I fully understand this conversation. While I know it is our own money and own decision when switching instructors I had concerns over the effect my decision would have on instructor. I kept the conversation very brief because the less you say the less the instructor has to question your decision. My decision was very firm, I was certain I was making a good decision so that made the conversation easier...not easy just easier. In my case, having standing lessons the conversation was necessary. While this relationship is not a friendship but a professional arrangement still like anything else, compassion is still there. How much compassion really depends on each students own personality.

In my case the instructor has lost a few long term students before me. Prior, I was thinking that it was time for me to switch instructors and when I saw another long term student switch it did prompt me to think further on it and eventually make the change. With this concern in mind I chose to switch studios rather than the switch instructors at the same studio. Of course I live in a state when studios are plentiful so it was easy to do.

BTW, the professional relationship stayed intact and when I run into prior instructor at comps it is not uncomfortable.
 
right...every situation is different but it is definitely best when it is an unambiguous clean break done in person with as little explanation possible/necessary in a cordial and respectful tone....

Words I wish I had heard before breaking off a partnership in college. *might* have saved an arseload of drama, although probably not.
 
I think "little chat" has a negative tone and sounds a bit condescending (actually everything Dancebug highlighted sounds condescending.) It's not a huge thing, it doesn't require a ton of build-up or a rundown of how "it's not you, it's me". Just keep it brief, nothing against her but it's time for a change and you're moving on.
 
I think more people are finding it creepy, they just aren't saying anything about it. I can think of other ways to describe it: patronizing, awkward, self-important, chauvinistic...

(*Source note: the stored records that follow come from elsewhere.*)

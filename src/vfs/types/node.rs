/*!
 * File System Node Types
 * Files and folders of the simulated drive
 */

use serde::{Deserialize, Serialize};
use std::collections::BTreeMap;
use std::fmt;
use std::time::SystemTime;

/// Node kind tag
#[derive(Debug, Clone, Copy, PartialEq, Eq, Hash, Serialize, Deserialize)]
#[serde(rename_all = "snake_case")]
pub enum NodeKind {
    File,
    Folder,
}

impl fmt::Display for NodeKind {
    fn fmt(&self, f: &mut fmt::Formatter) -> fmt::Result {
        match self {
            NodeKind::File => write!(f, "file"),
            NodeKind::Folder => write!(f, "folder"),
        }
    }
}

/// What a whole-file write did to the tree
#[derive(Debug, Clone, Copy, PartialEq, Eq, Hash, Serialize, Deserialize)]
#[serde(rename_all = "snake_case")]
pub enum WriteOutcome {
    /// The path was absent
    Created,
    /// An existing file was replaced
    Overwritten,
}

/// Kind-specific payload of a node
#[derive(Debug, Clone, PartialEq, Eq, Serialize, Deserialize)]
#[serde(tag = "type", rename_all = "snake_case")]
enum NodeBody {
    File {
        /// Opaque text, may hold base64 for binary payloads
        content: String,
        /// Byte length of `content` at write time
        size: usize,
    },
    Folder {
        /// Keyed by each child's own name
        children: BTreeMap<String, FileSystemNode>,
    },
}

/// A file or folder in the simulated drive
///
/// Values handed out by the file system are snapshots; mutating them does
/// not touch the live tree.
#[derive(Debug, Clone, PartialEq, Eq, Serialize, Deserialize)]
pub struct FileSystemNode {
    name: String,
    modified: SystemTime,
    #[serde(flatten)]
    body: NodeBody,
}

impl FileSystemNode {
    /// New file node; size is derived from the content
    pub fn file(name: impl Into<String>, content: impl Into<String>) -> Self {
        let content = content.into();
        Self {
            name: name.into(),
            modified: SystemTime::now(),
            body: NodeBody::File {
                size: content.len(),
                content,
            },
        }
    }

    /// New empty folder node
    pub fn folder(name: impl Into<String>) -> Self {
        Self {
            name: name.into(),
            modified: SystemTime::now(),
            body: NodeBody::Folder {
                children: BTreeMap::new(),
            },
        }
    }

    #[inline]
    pub fn name(&self) -> &str {
        &self.name
    }

    #[inline]
    pub fn modified(&self) -> SystemTime {
        self.modified
    }

    pub fn kind(&self) -> NodeKind {
        match self.body {
            NodeBody::File { .. } => NodeKind::File,
            NodeBody::Folder { .. } => NodeKind::Folder,
        }
    }

    #[inline]
    pub fn is_file(&self) -> bool {
        matches!(self.body, NodeBody::File { .. })
    }

    #[inline]
    pub fn is_folder(&self) -> bool {
        matches!(self.body, NodeBody::Folder { .. })
    }

    /// File content, `None` for folders
    pub fn content(&self) -> Option<&str> {
        match &self.body {
            NodeBody::File { content, .. } => Some(content),
            NodeBody::Folder { .. } => None,
        }
    }

    /// File size in bytes, `None` for folders
    pub fn size(&self) -> Option<usize> {
        match &self.body {
            NodeBody::File { size, .. } => Some(*size),
            NodeBody::Folder { .. } => None,
        }
    }

    /// Children ordered by name, `None` for files
    pub fn children(&self) -> Option<impl Iterator<Item = &FileSystemNode>> {
        match &self.body {
            NodeBody::Folder { children } => Some(children.values()),
            NodeBody::File { .. } => None,
        }
    }

    pub fn child(&self, name: &str) -> Option<&FileSystemNode> {
        match &self.body {
            NodeBody::Folder { children } => children.get(name),
            NodeBody::File { .. } => None,
        }
    }

    /// Number of direct children (0 for files)
    pub fn child_count(&self) -> usize {
        match &self.body {
            NodeBody::Folder { children } => children.len(),
            NodeBody::File { .. } => 0,
        }
    }

    pub(in crate::vfs) fn child_mut(&mut self, name: &str) -> Option<&mut FileSystemNode> {
        match &mut self.body {
            NodeBody::Folder { children } => children.get_mut(name),
            NodeBody::File { .. } => None,
        }
    }

    /// Insert a child keyed by its own name, touching this folder
    ///
    /// Returns the child back if this node is a file.
    pub(in crate::vfs) fn insert_child(
        &mut self,
        child: FileSystemNode,
    ) -> Result<(), FileSystemNode> {
        match &mut self.body {
            NodeBody::Folder { children } => {
                children.insert(child.name.clone(), child);
                self.modified = SystemTime::now();
                Ok(())
            }
            NodeBody::File { .. } => Err(child),
        }
    }

    /// Detach a child by name, touching this folder
    pub(in crate::vfs) fn remove_child(&mut self, name: &str) -> Option<FileSystemNode> {
        match &mut self.body {
            NodeBody::Folder { children } => {
                let removed = children.remove(name);
                if removed.is_some() {
                    self.modified = SystemTime::now();
                }
                removed
            }
            NodeBody::File { .. } => None,
        }
    }

    /// Replace file content and refresh size/modified
    pub(in crate::vfs) fn set_content(&mut self, new_content: String) -> bool {
        match &mut self.body {
            NodeBody::File { content, size } => {
                *size = new_content.len();
                *content = new_content;
                self.modified = SystemTime::now();
                true
            }
            NodeBody::Folder { .. } => false,
        }
    }

    pub(in crate::vfs) fn rename(&mut self, name: impl Into<String>) {
        self.name = name.into();
        self.modified = SystemTime::now();
    }

    /// Deep copy with the root renamed and every node's timestamp refreshed
    pub(in crate::vfs) fn deep_copy_as(&self, name: &str) -> FileSystemNode {
        let mut copy = self.fresh_copy();
        copy.name = name.to_string();
        copy
    }

    fn fresh_copy(&self) -> FileSystemNode {
        let body = match &self.body {
            NodeBody::File { content, size } => NodeBody::File {
                content: content.clone(),
                size: *size,
            },
            NodeBody::Folder { children } => NodeBody::Folder {
                children: children
                    .iter()
                    .map(|(name, child)| (name.clone(), child.fresh_copy()))
                    .collect(),
            },
        };
        FileSystemNode {
            name: self.name.clone(),
            modified: SystemTime::now(),
            body,
        }
    }

    /// Builder-style child insertion used when seeding a tree
    pub(in crate::vfs) fn with_child(mut self, child: FileSystemNode) -> Self {
        if let NodeBody::Folder { children } = &mut self.body {
            children.insert(child.name.clone(), child);
        }
        self
    }
}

If it helps, it isn't just this particular thread which raises red flags for me. These do, too, when you kind of glance over the tone of all of them:

http://www.dance-forums.com/threads/best-and-worst-dance-snubs-when-you-ask-a-lady-to-dance.44249/

http://www.dance-forums.com/threads...my-pro-partner-who-gave-me-a-bad-dance.44873/

It clarifies a few things now.
 
certainly folks are entitled to take whatever perspective they wish...I am not really interested in taking a poll...or assembling a case....just stating my perspective and my preference to gives folks the benefit of the doubt....I am completely aware that I may be wrong...it happens :)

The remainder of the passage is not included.